Сливы, готовые упасть с ветки, подобны рыбе, бьющейся в предсмертных судорогах на столе перед гостями, за миг до того, как повар схватит ее и унесет варить. Рыба подобна рабу-олинфийцу, а тот, в свою очередь, подобен финику, который готов склевать петух, виноградному зернышку, которое сейчас проглотит кролик, Все эти «культурные» ex-voto вызывают в памяти понятие obsequium (беспредельная покорность раба господину). На этих изображениях ясно видны лица (то есть уже vultus, а не prosopa) с выражением ужаса перед своей судьбой пищи, назначенной к съедению. Это немой ужас, но здесь дело не только в молчании: даже в вишне, которую готов склевать дрозд, таится сексуальная покорность. В этом ужасе больше покорности, чем молчания.

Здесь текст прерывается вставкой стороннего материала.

//! Versioned record encoding.
//!
//! Records are stored as a JSON envelope `{"v": <version>, "d": <payload>}`.
//! Newer optional fields are declared `#[serde(default)]` on the payload type,
//! so encodings written by older versions keep decoding. Encodings from a
//! version newer than the reader knows are rejected.

use serde::de::DeserializeOwned;
use serde::{Deserialize, Serialize};

use crate::error::{StateError, StateResult};

#[derive(Serialize)]
struct EnvelopeRef<'a, T> {
    v: u32,
    d: &'a T,
}

#[derive(Deserialize)]
struct Header {
    v: u32,
}

#[derive(Deserialize)]
struct Envelope<T> {
    d: T,
}

pub fn encode_versioned<T: Serialize>(value: &T, version: u32) -> StateResult<Vec<u8>> {
    serde_json::to_vec(&EnvelopeRef { v: version, d: value })
        .map_err(|e| StateError::Serialize(e.to_string()))
}

/// Decode an envelope, returning the version it was written with.
pub fn decode_versioned<T: DeserializeOwned>(bytes: &[u8], newest: u32) -> StateResult<(u32, T)> {
    let header: Header =
        serde_json::from_slice(bytes).map_err(|e| StateError::Deserialize(e.to_string()))?;
    if header.v > newest {
        return Err(StateError::UnsupportedVersion {
            found: header.v,
            supported: newest,
        });
    }
    let envelope: Envelope<T> =
        serde_json::from_slice(bytes).map_err(|e| StateError::Deserialize(e.to_string()))?;
    Ok((header.v, envelope.d))
}

/// A type persisted as a versioned envelope.
pub trait VersionedRecord: Serialize + DeserializeOwned {
    /// Version written by this build.
    const VERSION: u32;

    fn encode(&self) -> StateResult<Vec<u8>> {
        encode_versioned(self, Self::VERSION)
    }

    fn decode(bytes: &[u8]) -> StateResult<Self> {
        decode_versioned(bytes, Self::VERSION).map(|(_, value)| value)
    }
}

#[cfg(test)]
mod tests {
    use super::*;

    #[derive(Debug, PartialEq, Serialize, Deserialize)]
    struct Widget {
        id: i64,
        #[serde(default)]
        color: Option<String>,
    }

    impl VersionedRecord for Widget {
        const VERSION: u32 = 2;
    }

    #[test]
    fn encode_then_decode() {
        let widget = Widget {
            id: 4,
            color: Some("red".to_string()),
        };
        let bytes = widget.encode().unwrap();
        assert_eq!(Widget::decode(&bytes).unwrap(), widget);
    }

    #[test]
    fn older_encoding_without_new_field_decodes() {
        let v1 = br#"{"v":1,"d":{"id":9}}"#;
        assert_eq!(Widget::decode(v1).unwrap(), Widget { id: 9, color: None });
    }

    #[test]
    fn newer_encoding_rejected() {
        let v3 = br#"{"v":3,"d":{"id":9}}"#;
        assert!(matches!(
            Widget::decode(v3),
            Err(StateError::UnsupportedVersion { found: 3, supported: 2 })
        ));
    }

    #[test]
    fn garbage_is_a_decode_error() {
        let err = Widget::decode(b"\x00\x01").unwrap_err();
        assert!(err.is_decode());
    }
}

Афины в III веке до Рождества Христова, Рим в I веке после него, Голландия в XVII веке пережили один и тот же кризис города, одно и то же отторжение города людьми и возврат их к деревенскому укладу жизни, одно и то же восхищение природой и расцвет станковой иллюзорной живописи, где постоянно присутствуют знакомые домашние животные, где лето кажется нескончаемым, где плоды земли обильны и кажутся вечными, где общественное мерк, нет перед частным, где мегалография уступает место ропографии (изображению мелких предметов), а затем рипарографии (изображению отбросов и прочих «гадостей», чем особенно прославился Сос Пергамский[7]). Гегель называл голландскую живопись «воскресеньем мира». В таком случае римская живопись была xenion мира — подарком гостя за гостеприимство, врученным хозяину — Природе, Венере. Художник Галатон изобразил на одной из своих картин Гомера, извергающего рвоту[8] (emounta), тогда как другие поэты черпали свое вдохновение в том, что извергли его уста (ta ememesmena).